As the diversity of data and machine learning use cases increases, we need
to accelerate and scale the process of training performant machine learning
systems. We'll need tools that are adaptable to specific problem domains,
datasets, and the (sometimes non-differentiable) performance metrics that we're
trying to optimize. Supervised learning of classification and regression tasks
given a task distribution of small to medium datasets provides an promising
jumping off platform for programmatically generating a reinforcement learning
environment for automated machine learning (AutoML).


# Installation

install `metalearn` library:
```
pip install -e .
```

then you can run an experiment with the `metalearn` cli.

```
# run an experiment with default values
$ metalearn run experiment
```

## Running an experiment with a configuration file

Alternatively, you can create an experiment configuration file to run
your experiment.

```
# create experiment config file
$ metalearn create config my_experiment config/local --description "my experiment"

# output:
# wrote experiment config file to config/local/experiment_2018-37-25-21:37:11_my_experiment.yml
```


edit the config file `parameters` section to the set of parameters
that you want to train on, then run the experiment with

```
$ metalearn run from-config config/local/experiment_2018-37-25-21:37:11_my_experiment.yml
```

run an experiment using floydhub:

```
$ floyd_scripts/train-metalearn.sh path/to/config/file 'optional job run message'
```


# Relevant Work

The Combined Algorithm Selection and Hyperparameter optimization
([CASH][autosklearn]) problem is an important one to solve if we want to
effectively scale and deploy machine learning systems in real-world use cases,
which often deals with small (< 10 gb) to medium size (10 - 100 gb) data.

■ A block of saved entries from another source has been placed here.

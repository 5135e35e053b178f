use std::fmt;

use crate::engine::Candidate;
use crate::status::ReturnStatus;

/// Everything emitted for one identification query: the probe identifier,
/// the status of the `identify` call, and exactly the configured number of
/// candidates, placeholders included.
#[derive(Clone, Debug)]
pub struct SearchOutput {
    pub probe_id: String,
    pub status: ReturnStatus,
    pub candidates: Vec<Candidate>,
}

impl SearchOutput {
    /// Borrowing view of the result lines, one per candidate.
    pub fn rows(&self) -> impl Iterator<Item = CandidateRow<'_>> {
        self.candidates
            .iter()
            .map(move |candidate| CandidateRow {
                probe_id: &self.probe_id,
                candidate,
                status: &self.status,
            })
    }
}

/// One `probeId candidateId distance statusCode` result line.
#[derive(Clone, Copy, Debug)]
pub struct CandidateRow<'a> {
    pub probe_id: &'a str,
    pub candidate: &'a Candidate,
    pub status: &'a ReturnStatus,
}

impl fmt::Display for CandidateRow<'_> {
    fn fmt(&self, f: &mut fmt::Formatter<'_>) -> fmt::Result {
        write!(
            f,
            "{} {} {} {}",
            self.probe_id,
            self.candidate.id,
            self.candidate.distance,
            self.status.code.value()
        )
    }
}

impl fmt::Display for SearchOutput {
    fn fmt(&self, f: &mut fmt::Formatter<'_>) -> fmt::Result {
        for row in self.rows() {
            writeln!(f, "{row}")?;
        }
        Ok(())
    }
}
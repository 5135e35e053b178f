use crate::error::HarnessError;

/// Quality sentinel: the capture device or caller did not compute a score.
pub const QUALITY_NOT_COMPUTED: u8 = 255;

/// The eye label for an iris sample (left, right, or unspecified).
#[derive(Clone, Copy, Debug, PartialEq, Eq, Hash)]
pub enum EyeLabel {
    /// Undefined, unspecified, or unknown.
    Unspecified,
    /// The subject's right iris.
    Right,
    /// The subject's left iris.
    Left,
}

/// The layout of the raster buffer.
#[derive(Clone, Copy, Debug, PartialEq, Eq)]
pub enum PixelFormat {
    /// 8 bits per pixel.
    Grayscale,
    /// 24 bits per pixel, interleaved RGBRGB..., no padding.
    Rgb,
}

impl PixelFormat {
    pub fn bytes_per_pixel(self) -> usize {
        match self {
            PixelFormat::Grayscale => 1,
            PixelFormat::Rgb => 3,
        }
    }
}

/// Approximate location of the iris in the image. Zero in any field means
/// the estimate was not provided.
#[derive(Clone, Copy, Debug, Default, PartialEq, Eq)]
pub struct IrisAnnulus {
    /// Approximate horizontal center of the limbus in pixels.
    pub limbus_center_x: u16,
    /// Approximate vertical center of the limbus in pixels.
    pub limbus_center_y: u16,
    /// Approximation of the pupil radius in pixels.
    pub pupil_radius: u16,
    /// Approximation of the limbus radius in pixels.
    pub limbus_radius: u16,
}

/// One iris capture: raster data plus acquisition metadata.
///
/// Immutable once constructed and passed by value into engine calls; the
/// engine may read it but must not assume it outlives the call. The raster
/// invariant `data.len() == width * height * bytes_per_pixel` is checked by
/// the harness before any engine sees the sample.
#[derive(Clone, Debug, PartialEq)]
pub struct IrisImage {
    /// Image width in pixels.
    pub width: u16,
    /// Image height in pixels.
    pub height: u16,
    /// Row-major raster data.
    pub data: Vec<u8>,
    pub pixel_format: PixelFormat,
    pub label: EyeLabel,
    /// Wavelength in nanometers at which the image was acquired,
    /// 0 = unspecified (assume a standard near-infrared iris camera).
    pub wavelength: u16,
    /// ISO/IEC 29794-6 quality score in 0..=100, higher is better;
    /// 255 = not computed.
    pub quality: u8,
    pub location: IrisAnnulus,
}

impl IrisImage {
    /// A sample with the given raster and defaulted metadata (unspecified
    /// label, wavelength, annulus; quality not computed).
    pub fn new(width: u16, height: u16, pixel_format: PixelFormat, data: Vec<u8>) -> Self {
        Self {
            width,
            height,
            data,
            pixel_format,
            label: EyeLabel::Unspecified,
            wavelength: 0,
            quality: QUALITY_NOT_COMPUTED,
            location: IrisAnnulus::default(),
        }
    }

    /// The default capture geometry: 640×480 grayscale with a zeroed raster.
    pub fn default_geometry() -> Self {
        Self::new(640, 480, PixelFormat::Grayscale, vec![0u8; 640 * 480])
    }

    pub fn with_label(mut self, label: EyeLabel) -> Self {
        self.label = label;
        self
    }

    /// Byte length the raster buffer must have for the declared geometry.
    pub fn expected_len(&self) -> usize {
        self.width as usize * self.height as usize * self.pixel_format.bytes_per_pixel()
    }

    /// Checks the raster invariant and the quality-score range.
    pub fn validate_raster(&self) -> Result<(), HarnessError> {
        let expected = self.expected_len();
        if expected == 0 || self.data.len() != expected {
            return Err(HarnessError::RasterLength { expected, actual: self.data.len() });
        }
        if self.quality > 100 && self.quality != QUALITY_NOT_COMPUTED {
            return Err(HarnessError::QualityOutOfRange { quality: self.quality });
        }
        Ok(())
    }
}

/// Validates one subject's sample set against the caller contract.
///
/// Every raster must match its geometry, and a set of more than one sample
/// must label every image Left or Right; Unspecified is only legal for
/// single-sample sets. Violations are harness errors raised before the
/// engine is invoked, never engine-reported statuses.
pub fn validate_sample_set(irides: &[IrisImage]) -> Result<(), HarnessError> {
    if irides.is_empty() {
        return Err(HarnessError::EmptySampleSet);
    }
    for iris in irides {
        iris.validate_raster()?;
    }
    if irides.len() > 1 && irides.iter().any(|iris| iris.label == EyeLabel::Unspecified) {
        return Err(HarnessError::UnlabeledSamples { count: irides.len() });
    }
    Ok(())
}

CASH is the problem of searching through the space of all ML frameworks,
defined as an Algorithm `A` and a set of relevant hyperparameters `lambda`
and proposing a set of models that will perform well given a dataset and
a task.

In order to solve this problem, previous work like [autosklearn][autosklearn]
uses a Bayesian Optimization techniques [SMAC][smac] with an offline meta-
learning "warm-start" step using euclidean distance to reduce the search space
of ML frameworks. This meta-learning step was done by representing the datasets
with metadata features (e.g. number of features, skew, mean, variance, etc.) to
learn representations of the data space that perform well with respect to the ML
framework selection task.

[Neural Architecture Search][neuralarchsearch] is another approach to the CASH
problem, where a Controller network proposes "child" neural net architectures
that are trained on a training set and evaluated on a validation set, using the
validation performance `R` as a reinforcement learning reward signal to learn
the best architecture proposal policy.


# Contributions

The contributions of the META Learn project are two-fold: it builds on the neural
architecture search paradigm by formalating the output space of the Controller
as a sequence of tokens conditioned on the space of possible executable
`frameworks`. The scope of this project is to define a `framework`, expressed
as a set of hyperparameters, that can be evaluated by a machine learning
framework, like sklearn, which evaluates to an instantiated sklearn
[`Pipeline`][sklearn-pipeline]. Once defined, it can be fitted on a training
set and evaluated on a validation set of a particular dataset `D`.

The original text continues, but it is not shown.